Collected data entries
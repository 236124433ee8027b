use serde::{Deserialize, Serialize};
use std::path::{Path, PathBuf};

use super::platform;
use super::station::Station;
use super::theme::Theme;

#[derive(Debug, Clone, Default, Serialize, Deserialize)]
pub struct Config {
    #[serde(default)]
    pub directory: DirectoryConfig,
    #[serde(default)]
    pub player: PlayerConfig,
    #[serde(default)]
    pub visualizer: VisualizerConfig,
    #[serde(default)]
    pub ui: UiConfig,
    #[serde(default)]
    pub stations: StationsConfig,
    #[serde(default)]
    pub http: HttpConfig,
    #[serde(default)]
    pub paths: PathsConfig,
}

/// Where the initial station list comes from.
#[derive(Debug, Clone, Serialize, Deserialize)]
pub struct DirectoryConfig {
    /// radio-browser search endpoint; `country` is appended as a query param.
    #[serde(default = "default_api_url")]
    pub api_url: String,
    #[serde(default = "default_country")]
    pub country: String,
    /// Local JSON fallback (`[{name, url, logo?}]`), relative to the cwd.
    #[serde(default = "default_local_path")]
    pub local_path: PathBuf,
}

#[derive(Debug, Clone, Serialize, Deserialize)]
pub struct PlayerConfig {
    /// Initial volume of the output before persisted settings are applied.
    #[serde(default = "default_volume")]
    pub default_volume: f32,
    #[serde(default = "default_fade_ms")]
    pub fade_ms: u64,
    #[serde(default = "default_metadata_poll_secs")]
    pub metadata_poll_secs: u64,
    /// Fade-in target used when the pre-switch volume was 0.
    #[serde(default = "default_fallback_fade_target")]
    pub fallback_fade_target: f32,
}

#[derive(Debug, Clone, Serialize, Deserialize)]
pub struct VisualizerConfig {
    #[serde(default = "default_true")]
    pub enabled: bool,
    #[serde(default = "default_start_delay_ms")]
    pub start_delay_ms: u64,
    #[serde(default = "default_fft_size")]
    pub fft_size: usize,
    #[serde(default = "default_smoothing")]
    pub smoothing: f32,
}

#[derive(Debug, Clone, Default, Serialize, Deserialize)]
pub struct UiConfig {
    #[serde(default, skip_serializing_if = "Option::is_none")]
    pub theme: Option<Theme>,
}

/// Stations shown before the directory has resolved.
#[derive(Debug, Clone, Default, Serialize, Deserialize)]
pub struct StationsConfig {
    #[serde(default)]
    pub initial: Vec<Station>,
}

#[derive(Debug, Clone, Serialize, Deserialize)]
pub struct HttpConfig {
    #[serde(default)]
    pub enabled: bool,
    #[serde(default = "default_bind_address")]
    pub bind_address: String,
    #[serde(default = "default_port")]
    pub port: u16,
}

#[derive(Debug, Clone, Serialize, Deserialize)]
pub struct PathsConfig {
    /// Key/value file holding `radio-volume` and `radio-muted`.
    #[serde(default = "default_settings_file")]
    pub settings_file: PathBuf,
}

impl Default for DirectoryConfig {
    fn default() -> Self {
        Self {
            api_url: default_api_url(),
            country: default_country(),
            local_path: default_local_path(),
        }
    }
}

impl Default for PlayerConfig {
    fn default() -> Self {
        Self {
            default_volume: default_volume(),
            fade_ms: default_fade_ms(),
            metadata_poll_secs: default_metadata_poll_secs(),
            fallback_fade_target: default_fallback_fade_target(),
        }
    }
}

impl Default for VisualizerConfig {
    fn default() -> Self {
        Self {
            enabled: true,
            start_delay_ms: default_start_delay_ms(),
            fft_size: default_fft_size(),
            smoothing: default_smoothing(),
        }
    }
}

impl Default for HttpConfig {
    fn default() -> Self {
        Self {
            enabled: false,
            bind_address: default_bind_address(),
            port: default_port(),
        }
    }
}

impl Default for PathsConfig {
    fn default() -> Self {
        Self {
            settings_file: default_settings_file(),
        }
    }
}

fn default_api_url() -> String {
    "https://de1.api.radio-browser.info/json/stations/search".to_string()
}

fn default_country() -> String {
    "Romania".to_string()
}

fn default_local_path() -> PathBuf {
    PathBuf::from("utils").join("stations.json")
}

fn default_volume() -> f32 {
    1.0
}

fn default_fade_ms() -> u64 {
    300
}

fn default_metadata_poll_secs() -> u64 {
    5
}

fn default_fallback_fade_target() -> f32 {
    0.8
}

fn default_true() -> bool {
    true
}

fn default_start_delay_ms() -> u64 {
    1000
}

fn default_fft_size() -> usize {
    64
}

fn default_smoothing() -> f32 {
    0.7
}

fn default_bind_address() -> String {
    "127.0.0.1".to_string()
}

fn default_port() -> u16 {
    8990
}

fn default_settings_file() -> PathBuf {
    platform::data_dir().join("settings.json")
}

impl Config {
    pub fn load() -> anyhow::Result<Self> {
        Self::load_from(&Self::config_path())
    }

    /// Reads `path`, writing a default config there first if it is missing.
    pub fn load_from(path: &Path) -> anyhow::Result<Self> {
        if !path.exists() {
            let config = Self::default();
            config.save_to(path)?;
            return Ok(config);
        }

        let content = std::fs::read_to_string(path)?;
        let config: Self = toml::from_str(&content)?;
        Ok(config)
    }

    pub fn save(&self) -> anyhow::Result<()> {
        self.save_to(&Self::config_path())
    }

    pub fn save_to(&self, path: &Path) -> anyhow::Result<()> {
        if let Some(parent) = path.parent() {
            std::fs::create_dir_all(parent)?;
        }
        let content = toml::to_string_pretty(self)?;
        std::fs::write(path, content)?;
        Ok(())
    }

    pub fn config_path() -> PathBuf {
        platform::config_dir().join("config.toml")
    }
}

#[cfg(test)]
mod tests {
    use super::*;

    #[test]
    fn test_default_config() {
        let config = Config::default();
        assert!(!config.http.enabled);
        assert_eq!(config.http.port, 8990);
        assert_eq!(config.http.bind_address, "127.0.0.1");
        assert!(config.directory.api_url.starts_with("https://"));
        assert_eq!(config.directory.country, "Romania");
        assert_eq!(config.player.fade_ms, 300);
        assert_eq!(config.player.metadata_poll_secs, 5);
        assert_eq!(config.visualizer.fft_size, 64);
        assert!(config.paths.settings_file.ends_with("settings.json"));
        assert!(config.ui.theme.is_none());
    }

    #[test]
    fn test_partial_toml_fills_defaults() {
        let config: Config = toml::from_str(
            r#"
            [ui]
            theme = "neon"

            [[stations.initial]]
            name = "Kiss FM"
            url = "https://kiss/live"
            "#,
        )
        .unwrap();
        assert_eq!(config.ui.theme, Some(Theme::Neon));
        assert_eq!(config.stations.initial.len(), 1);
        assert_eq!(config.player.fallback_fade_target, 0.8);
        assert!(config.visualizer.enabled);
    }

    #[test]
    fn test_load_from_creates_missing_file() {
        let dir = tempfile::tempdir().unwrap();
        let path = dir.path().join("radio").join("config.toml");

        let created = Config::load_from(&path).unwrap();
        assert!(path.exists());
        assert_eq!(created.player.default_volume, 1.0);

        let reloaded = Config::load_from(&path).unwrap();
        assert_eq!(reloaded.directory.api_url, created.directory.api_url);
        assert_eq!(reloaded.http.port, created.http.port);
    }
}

...

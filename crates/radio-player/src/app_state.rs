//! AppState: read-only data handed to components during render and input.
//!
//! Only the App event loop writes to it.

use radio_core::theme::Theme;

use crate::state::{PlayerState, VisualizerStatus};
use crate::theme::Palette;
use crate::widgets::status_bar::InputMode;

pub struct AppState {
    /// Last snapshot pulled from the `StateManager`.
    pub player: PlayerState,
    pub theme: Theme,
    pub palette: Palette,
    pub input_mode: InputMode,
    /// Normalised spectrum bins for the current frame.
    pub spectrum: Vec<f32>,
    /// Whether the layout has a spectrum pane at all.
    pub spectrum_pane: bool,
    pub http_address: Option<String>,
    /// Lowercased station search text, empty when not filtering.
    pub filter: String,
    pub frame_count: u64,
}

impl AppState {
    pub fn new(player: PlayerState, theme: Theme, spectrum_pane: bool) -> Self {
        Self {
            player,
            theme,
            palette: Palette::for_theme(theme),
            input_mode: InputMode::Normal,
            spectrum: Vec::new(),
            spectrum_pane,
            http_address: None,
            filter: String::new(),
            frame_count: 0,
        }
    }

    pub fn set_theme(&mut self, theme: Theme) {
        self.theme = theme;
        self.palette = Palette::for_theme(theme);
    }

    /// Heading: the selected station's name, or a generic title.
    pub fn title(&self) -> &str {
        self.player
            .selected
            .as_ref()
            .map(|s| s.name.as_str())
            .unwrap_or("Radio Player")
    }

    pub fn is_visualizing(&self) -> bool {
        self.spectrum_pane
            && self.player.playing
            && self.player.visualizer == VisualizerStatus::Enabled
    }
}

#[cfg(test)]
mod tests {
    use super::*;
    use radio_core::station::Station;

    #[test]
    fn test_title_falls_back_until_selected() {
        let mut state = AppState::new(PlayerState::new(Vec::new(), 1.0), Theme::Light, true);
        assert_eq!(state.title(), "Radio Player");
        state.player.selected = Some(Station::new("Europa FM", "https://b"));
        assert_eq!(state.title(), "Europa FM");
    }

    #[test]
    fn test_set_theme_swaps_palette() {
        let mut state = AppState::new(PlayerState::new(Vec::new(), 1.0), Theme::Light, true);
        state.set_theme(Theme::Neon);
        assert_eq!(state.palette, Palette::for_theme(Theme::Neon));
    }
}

— WHAT YOU HAVE TO DO —
Using the data above, transcribe the lines that run from the line with "fn default_api_url() ->" to the line with "fn default_bind_address() ->", both ends kept, and output nothing else.

— OUTPUT FOR THIS TASK —
fn default_api_url() -> String {
    "https://de1.api.radio-browser.info/json/stations/search".to_string()
}

fn default_country() -> String {
    "Romania".to_string()
}

fn default_local_path() -> PathBuf {
    PathBuf::from("utils").join("stations.json")
}

fn default_volume() -> f32 {
    1.0
}

fn default_fade_ms() -> u64 {
    300
}

fn default_metadata_poll_secs() -> u64 {
    5
}

fn default_fallback_fade_target() -> f32 {
    0.8
}

fn default_true() -> bool {
    true
}

fn default_start_delay_ms() -> u64 {
    1000
}

fn default_fft_size() -> usize {
    64
}

fn default_smoothing() -> f32 {
    0.7
}

fn default_bind_address() -> String {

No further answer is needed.